What you will do => In the records below, find each line holding the word "RateLimitWindow" and copy it.

_ _ _ _ _

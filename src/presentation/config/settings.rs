use std::collections::HashMap;
use std::time::Duration;

use chrono::TimeDelta;
use config::{Config, ConfigError, File};
use serde::{Deserialize, Serialize};

use crate::application::services::{
    DEFAULT_VENDOR_RETRIES, ModelPricing, OrchestratorConfig, RateLimitRule,
};

use super::Environment;

#[derive(Debug, Clone, Default, Serialize, Deserialize)]
pub struct Settings {
    pub server: ServerSettings,
    pub provider: ProviderSettings,
    pub rate_limit: RateLimitSettings,
    pub jobs: JobSettings,
    pub research: ResearchSettings,
    pub usage: UsageSettings,
    pub logging: LoggingSettings,
}

impl Settings {
    /// Layers built-in defaults, `appsettings.{environment}` and `APP_*` variables, in that order.
    ///
    /// Nested keys use a double underscore: `APP_PROVIDER__API_KEY`.
    pub fn load(environment: Environment) -> Result<Self, ConfigError> {
        Config::builder()
            .add_source(Config::try_from(&Settings::default())?)
            .add_source(
                File::with_name(&format!("appsettings.{}", environment.as_str().to_lowercase()))
                    .required(false),
            )
            .add_source(
                config::Environment::with_prefix("APP")
                    .prefix_separator("_")
                    .separator("__")
                    .try_parsing(true),
            )
            .build()?
            .try_deserialize()
    }
}

#[derive(Debug, Clone, Serialize, Deserialize)]
pub struct ServerSettings {
    pub host: String,
    pub port: u16,
}

impl Default for ServerSettings {
    fn default() -> Self {
        Self {
            host: "0.0.0.0".to_string(),
            port: 3000,
        }
    }
}

#[derive(Debug, Clone, Serialize, Deserialize)]
pub struct ProviderSettings {
    /// `perplexity`, `anthropic` or `mock`.
    pub name: String,
    pub api_key: String,
    pub base_url: Option<String>,
    pub model: String,
    pub max_tokens: usize,
    pub temperature: f32,
    pub request_timeout_secs: u64,
}

impl Default for ProviderSettings {
    fn default() -> Self {
        Self {
            name: "perplexity".to_string(),
            api_key: String::new(),
            base_url: None,
            model: "sonar-deep-research".to_string(),
            max_tokens: 4096,
            temperature: 0.2,
            request_timeout_secs: 600,
        }
    }
}

#[derive(Debug, Clone, Copy, Serialize, Deserialize)]
pub struct RateLimitOverride {
    pub limit: u32,
    pub window_ms: u64,
}

#[derive(Debug, Clone, Serialize, Deserialize)]
pub struct RateLimitSettings {
    pub limit: u32,
    pub window_ms: u64,
    pub max_keys: Option<usize>,
    #[serde(default)]
    pub overrides: HashMap<String, RateLimitOverride>,
}

impl RateLimitSettings {
    pub fn default_rule(&self) -> RateLimitRule {
        RateLimitRule::new(self.limit, window(self.window_ms))
    }

    pub fn override_rules(&self) -> impl Iterator<Item = (&str, RateLimitRule)> {
        self.overrides.iter().map(|(key, o)| {
            (key.as_str(), RateLimitRule::new(o.limit, window(o.window_ms)))
        })
    }
}

impl Default for RateLimitSettings {
    fn default() -> Self {
        Self {
            limit: 5,
            window_ms: 60_000,
            max_keys: Some(1024),
            overrides: HashMap::new(),
        }
    }
}

fn window(ms: u64) -> TimeDelta {
    TimeDelta::milliseconds(i64::try_from(ms).unwrap_or(i64::MAX))
}

#[derive(Debug, Clone, Serialize, Deserialize)]
pub struct JobSettings {
    pub retention_secs: u64,
    pub sweep_interval_secs: u64,
    pub max_jobs: Option<usize>,
}

impl JobSettings {
    pub fn retention(&self) -> TimeDelta {
        TimeDelta::seconds(i64::try_from(self.retention_secs).unwrap_or(i64::MAX))
    }
}

impl Default for JobSettings {
    fn default() -> Self {
        Self {
            retention_secs: 3600,
            sweep_interval_secs: 300,
            max_jobs: Some(10_000),
        }
    }
}

#[derive(Debug, Clone, Serialize, Deserialize)]
pub struct ResearchSettings {
    pub provider_key: String,
    pub min_query_length: usize,
    pub deep_estimate_secs: u64,
    pub queue_capacity: usize,
    pub worker_recheck_ms: u64,
    /// Provider 429s a started job survives before it is failed.
    pub vendor_retries: u32,
    pub poll_max_attempts: u32,
    pub poll_interval_ms: u64,
}

impl ResearchSettings {
    pub fn orchestrator_config(&self) -> OrchestratorConfig {
        OrchestratorConfig {
            provider_key: self.provider_key.clone(),
            min_query_length: self.min_query_length,
            deep_estimate: Duration::from_secs(self.deep_estimate_secs),
        }
    }
}

impl Default for ResearchSettings {
    fn default() -> Self {
        Self {
            provider_key: "perplexity".to_string(),
            min_query_length: 3,
            deep_estimate_secs: 120,
            queue_capacity: 64,
            worker_recheck_ms: 1000,
            vendor_retries: DEFAULT_VENDOR_RETRIES,
            poll_max_attempts: 60,
            poll_interval_ms: 2000,
        }
    }
}

#[derive(Debug, Clone, Copy, Serialize, Deserialize)]
pub struct PricingSettings {
    pub input_per_million: f64,
    pub output_per_million: f64,
}

#[derive(Debug, Clone, Default, Serialize, Deserialize)]
pub struct UsageSettings {
    #[serde(default)]
    pub pricing: HashMap<String, PricingSettings>,
}

impl UsageSettings {
    pub fn pricing_table(&self) -> HashMap<String, ModelPricing> {
        self.pricing
            .iter()
            .map(|(model, p)| {
                (
                    model.clone(),
                    ModelPricing::new(p.input_per_million, p.output_per_million),
                )
            })
            .collect()
    }
}

#[derive(Debug, Clone, Serialize, Deserialize)]
pub struct LoggingSettings {
    pub level: String,
    pub enable_json: bool,
}

impl Default for LoggingSettings {
    fn default() -> Self {
        Self {
            level: "info,research_relay=debug,tower_http=debug".to_string(),
            enable_json: false,
        }
    }
}
use tracing_subscriber::layer::SubscriberExt;
use tracing_subscriber::util::{SubscriberInitExt, TryInitError};
use tracing_subscriber::{EnvFilter, fmt};

use super::TracingConfig;

/// Installs the global subscriber. `RUST_LOG` wins over the configured filter.
pub fn init_tracing(config: &TracingConfig) -> Result<(), TryInitError> {
    let env_filter = EnvFilter::try_from_default_env()
        .unwrap_or_else(|_| EnvFilter::new(&config.default_filter));

    if config.json_format {
        tracing_subscriber::registry()
            .with(env_filter)
            .with(
                fmt::layer()
                    .json()
                    .with_current_span(true)
                    .with_span_list(false)
                    .with_file(true)
                    .with_line_number(true),
            )
            .try_init()?;
    } else {
        tracing_subscriber::registry()
            .with(env_filter)
            .with(fmt::layer().with_target(true))
            .try_init()?;
    }

    tracing::info!(
        environment = %config.environment,
        json_format = config.json_format,
        filter = %config.default_filter,
        "Tracing initialized"
    );
    Ok(())
}
#[derive(Debug, Clone, PartialEq, Eq)]
pub struct ResearchResult {
    pub content: String,
    pub citations: Vec<String>,
    pub model: String,
    pub usage: Option<TokenUsage>,
}

impl ResearchResult {
    pub fn new(content: impl Into<String>, citations: Vec<String>, model: impl Into<String>) -> Self {
        Self {
            content: content.into(),
            citations,
            model: model.into(),
            usage: None,
        }
    }

    pub fn with_usage(mut self, usage: TokenUsage) -> Self {
        self.usage = Some(usage);
        self
    }
}

#[derive(Debug, Clone, Copy, Default, PartialEq, Eq)]
pub struct TokenUsage {
    pub input_tokens: u64,
    pub output_tokens: u64,
}
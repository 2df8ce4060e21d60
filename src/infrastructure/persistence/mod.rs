mod repositories;

pub use repositories::InMemoryJobRepository;
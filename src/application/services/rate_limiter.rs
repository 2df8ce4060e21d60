use std::collections::HashMap;
use std::sync::{Arc, Mutex, PoisonError};

use chrono::{DateTime, TimeDelta, Utc};

use crate::application::ports::Clock;
use crate::domain::RateLimitWindow;

#[derive(Debug, Clone, Copy, PartialEq, Eq)]
pub struct RateLimitRule {
    pub limit: u32,
    pub window: TimeDelta,
}

impl RateLimitRule {
    pub fn new(limit: u32, window: TimeDelta) -> Self {
        Self { limit, window }
    }
}

#[derive(Debug, Clone, Copy, PartialEq, Eq)]
pub struct RateLimitStatus {
    pub limited: bool,
    /// End of the current window, only reported while limited.
    pub reset_time: Option<DateTime<Utc>>,
}

#[derive(Debug, Clone, Copy, PartialEq, Eq)]
pub struct RateLimitInfo {
    pub remaining: u32,
    pub reset_time: DateTime<Utc>,
    pub limit: u32,
}

/// Fixed-window admission control keyed by resource name.
///
/// Every operation runs inside one critical section, so check-and-increment
/// cannot interleave between concurrent callers.
pub struct RateLimiter {
    windows: Mutex<HashMap<String, RateLimitWindow>>,
    default_rule: RateLimitRule,
    overrides: HashMap<String, RateLimitRule>,
    max_keys: Option<usize>,
    clock: Arc<dyn Clock>,
}

impl RateLimiter {
    pub fn new(default_rule: RateLimitRule, clock: Arc<dyn Clock>) -> Self {
        Self {
            windows: Mutex::new(HashMap::new()),
            default_rule,
            overrides: HashMap::new(),
            max_keys: None,
            clock,
        }
    }

    pub fn with_rule(mut self, key: impl Into<String>, rule: RateLimitRule) -> Self {
        self.overrides.insert(key.into(), rule);
        self
    }

    /// Caps the number of tracked keys; the least recently touched window is dropped first.
    pub fn with_max_keys(mut self, max_keys: usize) -> Self {
        self.max_keys = Some(max_keys.max(1));
        self
    }

    /// Reports whether `key` is limited without consuming a slot.
    pub fn check_limit(&self, key: &str) -> Result<RateLimitStatus, RateLimitError> {
        self.peek(key, |window| {
            if window.is_exhausted() {
                RateLimitStatus {
                    limited: true,
                    reset_time: Some(window.window_end()),
                }
            } else {
                RateLimitStatus {
                    limited: false,
                    reset_time: None,
                }
            }
        })
    }

    pub fn track_request(&self, key: &str) -> Result<bool, RateLimitError> {
        let admitted = self.with_window(key, |window, now| window.try_admit(now))?;
        if !admitted {
            tracing::debug!(key, "Rate limit reached");
        }
        Ok(admitted)
    }

    pub fn get_rate_limit_info(&self, key: &str) -> Result<RateLimitInfo, RateLimitError> {
        self.peek(key, |window| RateLimitInfo {
            remaining: window.remaining(),
            reset_time: window.window_end(),
            limit: window.limit,
        })
    }

    pub fn tracked_keys(&self) -> usize {
        self.windows
            .lock()
            .unwrap_or_else(PoisonError::into_inner)
            .len()
    }

    fn rule_for(&self, key: &str) -> RateLimitRule {
        self.overrides
            .get(key)
            .copied()
            .unwrap_or(self.default_rule)
    }

    /// Reads the window for `key` as it stands at `now`. Unknown or expired
    /// keys are reported as a fresh window; nothing is inserted or evicted.
    fn peek<T>(
        &self,
        key: &str,
        f: impl FnOnce(&RateLimitWindow) -> T,
    ) -> Result<T, RateLimitError> {
        if key.trim().is_empty() {
            return Err(RateLimitError::InvalidKey);
        }

        let now = self.clock.now();
        let windows = self
            .windows
            .lock()
            .unwrap_or_else(PoisonError::into_inner);

        match windows.get(key) {
            Some(window) if !window.is_expired(now) => Ok(f(window)),
            _ => {
                let rule = self.rule_for(key);
                Ok(f(&RateLimitWindow::new(key, rule.limit, rule.window, now)))
            }
        }
    }

    /// Only admission creates windows, so only admission can evict one.
    fn with_window<T>(
        &self,
        key: &str,
        f: impl FnOnce(&mut RateLimitWindow, DateTime<Utc>) -> T,
    ) -> Result<T, RateLimitError> {
        if key.trim().is_empty() {
            return Err(RateLimitError::InvalidKey);
        }

        let now = self.clock.now();
        let mut windows = self
            .windows
            .lock()
            .unwrap_or_else(PoisonError::into_inner);

        if !windows.contains_key(key) {
            if let Some(max_keys) = self.max_keys {
                while windows.len() >= max_keys {
                    let Some(oldest) = windows
                        .values()
                        .min_by_key(|w| w.last_access)
                        .map(|w| w.key.clone())
                    else {
                        break;
                    };
                    windows.remove(&oldest);
                    tracing::debug!(key = %oldest, "Evicted idle rate limit window");
                }
            }
        }

        let window = windows.entry(key.to_string()).or_insert_with(|| {
            let rule = self.rule_for(key);
            RateLimitWindow::new(key, rule.limit, rule.window, now)
        });
        window.refresh(now);
        Ok(f(window, now))
    }
}

#[derive(Debug, Clone, PartialEq, Eq, thiserror::Error)]
pub enum RateLimitError {
    #[error("rate limit key must not be empty")]
    InvalidKey,
}
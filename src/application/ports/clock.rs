use chrono::{DateTime, Utc};

/// Wall-clock source, injected so window and job timestamps can be driven in tests.
pub trait Clock: Send + Sync {
    fn now(&self) -> DateTime<Utc>;
}
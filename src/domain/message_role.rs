use std::fmt;
use std::str::FromStr;

#[derive(Debug, Clone, Copy, PartialEq, Eq, Hash)]
pub enum MessageRole {
    System,
    User,
    Assistant,
}

impl MessageRole {
    /// Wire name used by chat-completion style provider APIs.
    pub fn as_str(&self) -> &'static str {
        match self {
            MessageRole::System => "system",
            MessageRole::User => "user",
            MessageRole::Assistant => "assistant",
        }
    }
}

impl FromStr for MessageRole {
    type Err = String;

    fn from_str(s: &str) -> Result<Self, Self::Err> {
        match s.to_ascii_lowercase().as_str() {
            "system" => Ok(MessageRole::System),
            "user" => Ok(MessageRole::User),
            "assistant" => Ok(MessageRole::Assistant),
            _ => Err(format!("Invalid message role: {}", s)),
        }
    }
}

impl fmt::Display for MessageRole {
    fn fmt(&self, f: &mut fmt::Formatter<'_>) -> fmt::Result {
        write!(f, "{}", self.as_str())
    }
}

_ _ _ _ _

Response to this exercise =>
use crate::domain::RateLimitWindow;
    windows: Mutex<HashMap<String, RateLimitWindow>>,
        f: impl FnOnce(&RateLimitWindow) -> T,
                Ok(f(&RateLimitWindow::new(key, rule.limit, rule.window, now)))
        f: impl FnOnce(&mut RateLimitWindow, DateTime<Utc>) -> T,
            RateLimitWindow::new(key, rule.limit, rule.window, now)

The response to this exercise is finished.